_WHAT TO WORK ON_
Where the records below show the word "RefCell" in a line, please copy that line.

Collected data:

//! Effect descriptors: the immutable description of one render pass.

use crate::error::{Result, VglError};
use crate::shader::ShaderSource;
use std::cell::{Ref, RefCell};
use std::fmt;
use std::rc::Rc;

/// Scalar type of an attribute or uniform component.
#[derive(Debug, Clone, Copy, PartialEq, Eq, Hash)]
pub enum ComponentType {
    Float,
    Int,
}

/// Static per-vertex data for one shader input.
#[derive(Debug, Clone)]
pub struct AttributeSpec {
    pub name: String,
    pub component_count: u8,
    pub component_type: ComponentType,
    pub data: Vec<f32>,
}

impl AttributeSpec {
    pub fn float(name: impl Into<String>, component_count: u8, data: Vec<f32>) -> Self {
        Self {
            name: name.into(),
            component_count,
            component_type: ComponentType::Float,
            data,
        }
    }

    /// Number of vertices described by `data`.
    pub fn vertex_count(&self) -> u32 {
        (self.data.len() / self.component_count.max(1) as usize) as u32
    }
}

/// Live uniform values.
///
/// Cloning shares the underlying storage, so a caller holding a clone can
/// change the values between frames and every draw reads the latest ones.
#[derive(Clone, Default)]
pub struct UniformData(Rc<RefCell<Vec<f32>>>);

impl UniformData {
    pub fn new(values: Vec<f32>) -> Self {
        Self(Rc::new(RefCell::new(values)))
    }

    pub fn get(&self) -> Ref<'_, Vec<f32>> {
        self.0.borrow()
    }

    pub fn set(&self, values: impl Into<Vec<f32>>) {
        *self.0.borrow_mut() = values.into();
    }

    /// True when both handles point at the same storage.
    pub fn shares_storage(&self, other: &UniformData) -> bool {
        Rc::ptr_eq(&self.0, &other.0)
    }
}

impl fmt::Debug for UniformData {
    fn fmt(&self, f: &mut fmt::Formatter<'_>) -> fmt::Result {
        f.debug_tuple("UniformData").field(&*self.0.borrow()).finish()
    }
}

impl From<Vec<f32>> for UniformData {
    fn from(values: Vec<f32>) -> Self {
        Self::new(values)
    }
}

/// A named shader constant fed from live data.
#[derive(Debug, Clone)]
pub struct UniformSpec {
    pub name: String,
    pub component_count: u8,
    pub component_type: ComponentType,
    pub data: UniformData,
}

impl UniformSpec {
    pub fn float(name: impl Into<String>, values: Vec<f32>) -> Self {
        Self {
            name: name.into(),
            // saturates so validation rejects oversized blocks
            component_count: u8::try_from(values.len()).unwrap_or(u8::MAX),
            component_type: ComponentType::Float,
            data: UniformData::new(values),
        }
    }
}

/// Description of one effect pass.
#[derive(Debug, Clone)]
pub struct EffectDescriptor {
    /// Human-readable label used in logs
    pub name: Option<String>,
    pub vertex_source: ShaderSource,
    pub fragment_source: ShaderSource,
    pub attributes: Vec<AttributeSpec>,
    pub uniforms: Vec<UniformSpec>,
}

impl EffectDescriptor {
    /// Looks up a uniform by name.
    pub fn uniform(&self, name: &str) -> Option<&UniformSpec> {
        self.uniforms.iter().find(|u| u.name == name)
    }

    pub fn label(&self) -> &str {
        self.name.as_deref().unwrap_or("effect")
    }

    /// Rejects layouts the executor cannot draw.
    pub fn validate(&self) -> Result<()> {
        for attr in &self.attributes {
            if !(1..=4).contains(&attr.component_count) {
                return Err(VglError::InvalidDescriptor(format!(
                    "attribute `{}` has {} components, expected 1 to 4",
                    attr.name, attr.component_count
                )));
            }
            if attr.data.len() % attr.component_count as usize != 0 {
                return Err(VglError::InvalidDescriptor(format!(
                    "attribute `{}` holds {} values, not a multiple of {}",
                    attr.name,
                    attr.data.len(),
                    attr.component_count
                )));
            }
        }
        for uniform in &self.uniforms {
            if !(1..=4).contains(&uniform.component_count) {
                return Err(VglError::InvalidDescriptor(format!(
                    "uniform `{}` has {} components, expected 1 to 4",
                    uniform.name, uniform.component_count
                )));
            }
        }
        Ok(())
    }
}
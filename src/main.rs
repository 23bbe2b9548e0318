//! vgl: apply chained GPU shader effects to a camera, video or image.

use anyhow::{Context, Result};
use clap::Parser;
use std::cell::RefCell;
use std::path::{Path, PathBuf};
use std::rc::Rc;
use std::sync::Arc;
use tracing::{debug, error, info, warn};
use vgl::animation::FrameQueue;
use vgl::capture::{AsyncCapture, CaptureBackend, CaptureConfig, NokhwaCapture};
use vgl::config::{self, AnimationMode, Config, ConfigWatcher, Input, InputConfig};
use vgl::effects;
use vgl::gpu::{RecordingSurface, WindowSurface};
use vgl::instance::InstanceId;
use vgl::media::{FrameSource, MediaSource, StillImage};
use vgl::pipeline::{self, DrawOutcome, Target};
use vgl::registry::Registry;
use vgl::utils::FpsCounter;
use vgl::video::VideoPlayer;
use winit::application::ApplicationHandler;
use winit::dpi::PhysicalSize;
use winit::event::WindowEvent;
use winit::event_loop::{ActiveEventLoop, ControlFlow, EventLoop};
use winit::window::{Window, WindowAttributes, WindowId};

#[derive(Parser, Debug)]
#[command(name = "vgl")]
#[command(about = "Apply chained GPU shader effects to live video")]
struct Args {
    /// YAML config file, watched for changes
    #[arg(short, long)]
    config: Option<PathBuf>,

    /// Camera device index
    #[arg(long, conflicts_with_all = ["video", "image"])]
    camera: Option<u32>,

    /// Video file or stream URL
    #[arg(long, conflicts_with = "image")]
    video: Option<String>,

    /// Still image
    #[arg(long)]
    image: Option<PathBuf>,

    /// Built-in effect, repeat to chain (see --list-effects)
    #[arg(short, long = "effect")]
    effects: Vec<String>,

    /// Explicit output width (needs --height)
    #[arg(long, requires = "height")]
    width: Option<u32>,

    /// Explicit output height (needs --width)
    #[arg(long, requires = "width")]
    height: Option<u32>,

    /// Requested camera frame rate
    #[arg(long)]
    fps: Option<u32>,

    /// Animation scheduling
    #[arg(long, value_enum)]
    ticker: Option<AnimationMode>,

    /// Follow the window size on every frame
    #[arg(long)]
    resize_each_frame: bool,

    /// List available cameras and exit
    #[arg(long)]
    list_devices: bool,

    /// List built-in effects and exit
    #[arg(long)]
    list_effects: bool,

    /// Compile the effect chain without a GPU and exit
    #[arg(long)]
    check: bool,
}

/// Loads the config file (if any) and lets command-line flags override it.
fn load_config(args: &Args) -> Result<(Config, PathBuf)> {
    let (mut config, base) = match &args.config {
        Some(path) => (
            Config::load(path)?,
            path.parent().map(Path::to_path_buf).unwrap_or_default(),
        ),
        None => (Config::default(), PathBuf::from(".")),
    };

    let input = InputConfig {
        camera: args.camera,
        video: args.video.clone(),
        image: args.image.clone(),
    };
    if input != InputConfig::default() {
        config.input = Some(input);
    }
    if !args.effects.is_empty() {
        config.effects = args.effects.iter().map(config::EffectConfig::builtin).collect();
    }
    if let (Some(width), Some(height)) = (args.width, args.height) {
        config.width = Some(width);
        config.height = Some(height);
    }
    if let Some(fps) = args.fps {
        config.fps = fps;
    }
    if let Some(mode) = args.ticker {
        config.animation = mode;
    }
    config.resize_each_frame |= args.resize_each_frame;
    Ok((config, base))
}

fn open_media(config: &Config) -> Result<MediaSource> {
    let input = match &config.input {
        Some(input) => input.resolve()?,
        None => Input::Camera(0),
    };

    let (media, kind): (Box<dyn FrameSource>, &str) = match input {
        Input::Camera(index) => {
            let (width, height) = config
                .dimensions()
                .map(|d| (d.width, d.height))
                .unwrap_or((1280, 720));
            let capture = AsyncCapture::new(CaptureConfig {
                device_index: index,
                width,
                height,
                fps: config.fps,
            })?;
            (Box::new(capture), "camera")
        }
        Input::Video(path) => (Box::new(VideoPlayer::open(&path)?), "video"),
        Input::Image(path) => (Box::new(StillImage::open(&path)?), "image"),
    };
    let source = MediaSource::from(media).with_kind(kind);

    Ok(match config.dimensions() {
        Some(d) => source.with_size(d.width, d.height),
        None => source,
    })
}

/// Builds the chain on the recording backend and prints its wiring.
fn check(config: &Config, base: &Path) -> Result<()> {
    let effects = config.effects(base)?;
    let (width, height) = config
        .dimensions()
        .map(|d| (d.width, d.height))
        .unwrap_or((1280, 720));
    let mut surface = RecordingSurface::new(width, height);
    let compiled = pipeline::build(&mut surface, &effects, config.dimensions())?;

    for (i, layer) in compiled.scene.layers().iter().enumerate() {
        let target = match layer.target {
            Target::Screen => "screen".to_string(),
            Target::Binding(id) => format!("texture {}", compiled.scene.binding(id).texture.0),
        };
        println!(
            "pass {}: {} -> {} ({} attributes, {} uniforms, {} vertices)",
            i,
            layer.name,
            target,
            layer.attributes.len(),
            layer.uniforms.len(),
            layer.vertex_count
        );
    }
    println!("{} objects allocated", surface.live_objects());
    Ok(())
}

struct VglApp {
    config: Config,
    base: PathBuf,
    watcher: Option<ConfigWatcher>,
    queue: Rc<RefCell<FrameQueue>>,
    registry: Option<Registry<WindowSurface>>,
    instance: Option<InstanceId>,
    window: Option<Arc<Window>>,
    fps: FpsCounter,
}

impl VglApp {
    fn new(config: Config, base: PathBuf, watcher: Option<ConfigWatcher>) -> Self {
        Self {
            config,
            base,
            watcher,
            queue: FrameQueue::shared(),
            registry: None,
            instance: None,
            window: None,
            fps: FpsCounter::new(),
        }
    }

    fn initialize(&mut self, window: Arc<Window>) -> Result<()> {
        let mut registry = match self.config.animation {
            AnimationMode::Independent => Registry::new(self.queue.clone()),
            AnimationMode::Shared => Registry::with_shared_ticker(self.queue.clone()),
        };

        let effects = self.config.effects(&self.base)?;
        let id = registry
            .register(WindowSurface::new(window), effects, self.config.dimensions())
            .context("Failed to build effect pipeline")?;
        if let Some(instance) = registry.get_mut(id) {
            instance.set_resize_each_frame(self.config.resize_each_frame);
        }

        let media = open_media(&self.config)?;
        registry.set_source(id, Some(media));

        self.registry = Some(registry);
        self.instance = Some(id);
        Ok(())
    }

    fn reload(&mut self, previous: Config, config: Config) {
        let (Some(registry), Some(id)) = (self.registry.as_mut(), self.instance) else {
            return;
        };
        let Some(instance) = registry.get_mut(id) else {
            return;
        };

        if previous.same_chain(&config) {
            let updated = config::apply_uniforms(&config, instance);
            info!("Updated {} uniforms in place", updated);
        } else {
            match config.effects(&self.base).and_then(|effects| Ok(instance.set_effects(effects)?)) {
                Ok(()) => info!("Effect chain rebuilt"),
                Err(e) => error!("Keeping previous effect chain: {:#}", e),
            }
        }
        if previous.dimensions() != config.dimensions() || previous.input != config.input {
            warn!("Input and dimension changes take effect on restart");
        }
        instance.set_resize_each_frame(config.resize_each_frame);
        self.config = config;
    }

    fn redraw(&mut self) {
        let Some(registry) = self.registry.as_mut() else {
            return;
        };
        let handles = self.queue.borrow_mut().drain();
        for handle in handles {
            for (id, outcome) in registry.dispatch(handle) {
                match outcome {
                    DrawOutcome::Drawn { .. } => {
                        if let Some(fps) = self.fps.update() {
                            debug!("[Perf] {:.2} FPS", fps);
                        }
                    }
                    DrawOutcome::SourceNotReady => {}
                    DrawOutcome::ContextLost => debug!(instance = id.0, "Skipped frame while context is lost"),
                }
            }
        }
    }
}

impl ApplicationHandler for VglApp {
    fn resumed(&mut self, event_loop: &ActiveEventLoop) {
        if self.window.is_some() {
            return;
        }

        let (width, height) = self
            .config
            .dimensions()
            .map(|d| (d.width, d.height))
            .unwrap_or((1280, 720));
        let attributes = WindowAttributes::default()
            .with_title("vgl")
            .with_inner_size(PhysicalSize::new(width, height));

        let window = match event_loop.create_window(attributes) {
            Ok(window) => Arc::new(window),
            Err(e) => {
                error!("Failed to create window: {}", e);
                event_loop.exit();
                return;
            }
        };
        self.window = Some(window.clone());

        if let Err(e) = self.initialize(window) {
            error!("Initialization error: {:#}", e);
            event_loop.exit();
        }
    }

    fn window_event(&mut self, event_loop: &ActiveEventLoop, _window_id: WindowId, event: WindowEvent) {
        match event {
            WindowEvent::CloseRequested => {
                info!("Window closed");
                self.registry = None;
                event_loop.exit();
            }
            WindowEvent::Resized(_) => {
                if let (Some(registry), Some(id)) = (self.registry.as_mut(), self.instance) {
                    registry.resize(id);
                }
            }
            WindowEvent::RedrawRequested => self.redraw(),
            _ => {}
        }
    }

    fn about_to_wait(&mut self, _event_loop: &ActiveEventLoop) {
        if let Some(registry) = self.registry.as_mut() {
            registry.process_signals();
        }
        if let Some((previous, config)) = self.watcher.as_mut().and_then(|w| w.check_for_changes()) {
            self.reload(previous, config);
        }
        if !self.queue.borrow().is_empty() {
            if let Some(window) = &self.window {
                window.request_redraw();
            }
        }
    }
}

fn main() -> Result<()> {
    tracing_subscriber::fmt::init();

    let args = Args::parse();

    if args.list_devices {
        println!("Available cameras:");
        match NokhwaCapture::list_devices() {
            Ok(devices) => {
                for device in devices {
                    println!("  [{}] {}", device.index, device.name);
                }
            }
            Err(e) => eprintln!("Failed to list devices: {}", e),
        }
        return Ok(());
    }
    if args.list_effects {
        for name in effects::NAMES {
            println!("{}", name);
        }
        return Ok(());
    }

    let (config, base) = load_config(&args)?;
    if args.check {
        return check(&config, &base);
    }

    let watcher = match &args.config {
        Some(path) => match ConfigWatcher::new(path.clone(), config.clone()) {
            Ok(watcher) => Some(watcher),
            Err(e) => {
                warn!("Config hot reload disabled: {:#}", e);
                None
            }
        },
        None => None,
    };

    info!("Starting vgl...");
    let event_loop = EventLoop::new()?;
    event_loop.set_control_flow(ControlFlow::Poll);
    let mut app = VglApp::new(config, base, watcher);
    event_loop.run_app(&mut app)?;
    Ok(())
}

_RESULT OF THE TASK_
use std::cell::{Ref, RefCell};
pub struct UniformData(Rc<RefCell<Vec<f32>>>);
        Self(Rc::new(RefCell::new(values)))
use std::cell::RefCell;
    queue: Rc<RefCell<FrameQueue>>,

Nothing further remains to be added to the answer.